Bipartisanship's fate was sealed with the realignment of the two major parties by strict ideologies. For decades, until the 1960s, as Hendrik Hertzberg wrote in the New Yorker recently, "Democrats were a stapled-together collection of Southern reactionaries, big-city hacks, and urban and agrarian liberals; the Republicans were a jumble of troglodyte conservatives, Yankee moderates and the odd progressive. Ideological incoherence made bipartisanship possible."

Starting with Nixon and running through Ronald Reagan, however, the parties sorted out along clearer and more rigid liberal-conservative tracks that were subsequently superglued together (and thus further apart) by congressional redistricting that made most districts safe for incumbents and their parties.
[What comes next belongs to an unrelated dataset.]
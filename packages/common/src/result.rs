use crate::error::CommonError;

/// Common Result type alias
pub type CommonResult<T> = Result<T, CommonError>;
Of 435 House of Representative seats, only 31 changed parties in the 2006 and 2008 elections.

Serving a safe district, as almost 400 representatives do, means never having to say your ideology might be counterproductive and never having to let principle outweigh pragmatism or the good of the country. So there's no motivation to support anything the other party's president wants to do and every reason to play to your base by loudly condemning him.

Thus, in what was bipartisanship's final grave-site rite, every Republican member of the House voted against Obama's economic recovery plan and most are joining in the condemnation of his budget as "socialist" -- never mind that most Americans living today would not recognize an actual socialist if one bit them on the nose.

If Obama hopes to bring about his vision for the country, he will have to persuade a continuing majority of Americans that he is on the right track and his party's most liberal elements will have to set aside their differences with him and be a part of that majority. With their rhetoric, the Republicans are opting out of the governing game and can only hope that he fails.